*YOUR GOAL*
From the line with "images.into_iter()" through the line with "return if is_image_path(root)", inclusive, return each line of the data below exactly and leave the rest out.

*RECORDS PROVIDED*
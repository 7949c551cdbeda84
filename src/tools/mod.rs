//! Presentation-boundary helpers: decoding uploads and walking datasets

use crate::error::DecodeError;
use crate::models::ColorImage;
use std::env;
use std::fs;
use std::path::{Path, PathBuf};

fn into_color_image(img: image::DynamicImage) -> Result<ColorImage, DecodeError> {
    Ok(ColorImage::try_from(img.to_rgb8())?)
}

/// Decode uploaded bytes (JPEG, PNG, ...) into an RGB image
///
/// Alpha is dropped. The image keeps its decoded size; features are only
/// comparable with the training set at native resolution.
pub fn decode_color_image(bytes: &[u8]) -> Result<ColorImage, DecodeError> {
    if bytes.is_empty() {
        return Err(DecodeError::Empty);
    }
    into_color_image(image::load_from_memory(bytes)?)
}

/// Load an image file as RGB
pub fn load_color_image<P: AsRef<Path>>(path: P) -> Result<ColorImage, DecodeError> {
    let bytes = fs::read(path)?;
    decode_color_image(&bytes)
}

/// Default dataset root from environment variables.
pub fn dataset_root_from_env() -> PathBuf {
    env::var("RECAPTURE_DATASET_ROOT")
        .map(PathBuf::from)
        .unwrap_or_else(|_| PathBuf::from("data"))
}

/// Iterate image paths under `root`, sorted, with an optional limit.
pub fn dataset_iter<P: AsRef<Path>>(root: P, limit: Option<usize>) -> impl Iterator<Item = PathBuf> {
    let mut images = collect_images(root.as_ref());

    images.sort();
    if let Some(limit) = limit {
        images.truncate(limit);
    }
    images.into_iter()
}

fn is_image_path(path: &Path) -> bool {
    match path.extension() {
        Some(ext) => {
            let ext = ext.to_string_lossy().to_lowercase();
            matches!(ext.as_str(), "png" | "jpg" | "jpeg" | "gif" | "bmp")
        }
        None => false,
    }
}

fn collect_images(root: &Path) -> Vec<PathBuf> {
    if root.is_file() {
        return if is_image_path(root) {
            vec![root.to_path_buf()]
        } else {
            Vec::new()
        };
    }

    let mut stack = vec![root.to_path_buf()];
    let mut images = Vec::new();

    while let Some(dir) = stack.pop() {
        let entries = match fs::read_dir(&dir) {
            Ok(entries) => entries,
            Err(_) => continue,
        };

        for entry in entries.flatten() {
            let path = entry.path();
            if path.is_dir() {
                stack.push(path);
            } else if is_image_path(&path) {
                images.push(path);
            }
        }
    }

    images
}
//! Classification adapter
//!
//! The trained model is an external artifact behind the [`Classifier`]
//! trait. [`ClassificationAdapter`] owns one injected instance and turns its
//! raw output into a [`Classification`].
//!
//! Sentinel policy: an all-zero feature vector (no white region) is always
//! rejected with [`ClassifyError::InsufficientSignal`]; it is never passed to
//! the model.

pub mod forest;

use crate::error::{ClassifierError, ClassifyError};
use crate::models::{Classification, FeatureVector, Label};
use tracing::{debug, warn};

pub use forest::ForestModel;

/// A trained binary classifier over feature vectors
///
/// Inference must be a pure read of immutable parameters.
pub trait Classifier: Send + Sync {
    /// Raw class ids, in the order `predict_probabilities` reports them
    fn classes(&self) -> &[i64];

    /// Per-class probabilities aligned with [`Classifier::classes`]
    fn predict_probabilities(&self, features: &FeatureVector) -> Vec<f64>;

    /// Most probable raw class id
    fn predict(&self, features: &FeatureVector) -> Result<i64, ClassifierError> {
        let probabilities = self.predict_probabilities(features);
        let (index, _) = arg_max(self.classes(), &probabilities)?;
        Ok(self.classes()[index])
    }
}

impl<C: Classifier + ?Sized> Classifier for Box<C> {
    fn classes(&self) -> &[i64] {
        (**self).classes()
    }

    fn predict_probabilities(&self, features: &FeatureVector) -> Vec<f64> {
        (**self).predict_probabilities(features)
    }
}

impl<C: Classifier + ?Sized> Classifier for std::sync::Arc<C> {
    fn classes(&self) -> &[i64] {
        (**self).classes()
    }

    fn predict_probabilities(&self, features: &FeatureVector) -> Vec<f64> {
        (**self).predict_probabilities(features)
    }
}

/// Index and value of the largest probability; ties go to the lowest index
///
/// Every probability must be finite and within [0, 1].
fn arg_max(classes: &[i64], probabilities: &[f64]) -> Result<(usize, f64), ClassifierError> {
    if probabilities.len() != classes.len() || classes.is_empty() {
        return Err(ClassifierError::OutputShape {
            expected: classes.len(),
            actual: probabilities.len(),
        });
    }
    if let Some((index, &value)) = probabilities
        .iter()
        .enumerate()
        .find(|&(_, &p)| !(0.0..=1.0).contains(&p))
    {
        return Err(ClassifierError::InvalidProbability { index, value });
    }

    let mut best = (0usize, probabilities[0]);
    for (i, &p) in probabilities.iter().enumerate().skip(1) {
        if p > best.1 {
            best = (i, p);
        }
    }
    Ok(best)
}

/// Maps classifier output to domain labels
#[derive(Debug, Clone)]
pub struct ClassificationAdapter<C> {
    classifier: C,
}

impl<C: Classifier> ClassificationAdapter<C> {
    /// Wrap a classifier, checking that every class id has a label
    ///
    /// Fails at construction so a mismatched artifact is caught at startup
    /// rather than on the first request.
    pub fn new(classifier: C) -> Result<Self, ClassifierError> {
        if classifier.classes().is_empty() {
            return Err(ClassifierError::OutputShape {
                expected: 2,
                actual: 0,
            });
        }
        for &id in classifier.classes() {
            Label::try_from(id)?;
        }
        Ok(Self { classifier })
    }

    /// Classify a feature vector
    ///
    /// Confidence is the winning probability as a percentage in [0, 100].
    pub fn classify(&self, features: &FeatureVector) -> Result<Classification, ClassifyError> {
        if features.is_insufficient_signal() {
            warn!("refusing to classify: insufficient signal");
            return Err(ClassifyError::InsufficientSignal);
        }

        let classes = self.classifier.classes();
        let probabilities = self.classifier.predict_probabilities(features);
        let (index, probability) = arg_max(classes, &probabilities)?;
        let label = Label::try_from(classes[index])?;
        let confidence = probability * 100.0;

        debug!(%label, confidence, "classified");
        Ok(Classification { label, confidence })
    }
}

*ANSWER SPACE*
    images.into_iter()
}

fn is_image_path(path: &Path) -> bool {
    match path.extension() {
        Some(ext) => {
            let ext = ext.to_string_lossy().to_lowercase();
            matches!(ext.as_str(), "png" | "jpg" | "jpeg" | "gif" | "bmp")
        }
        None => false,
    }
}

fn collect_images(root: &Path) -> Vec<PathBuf> {
    if root.is_file() {
        return if is_image_path(root) {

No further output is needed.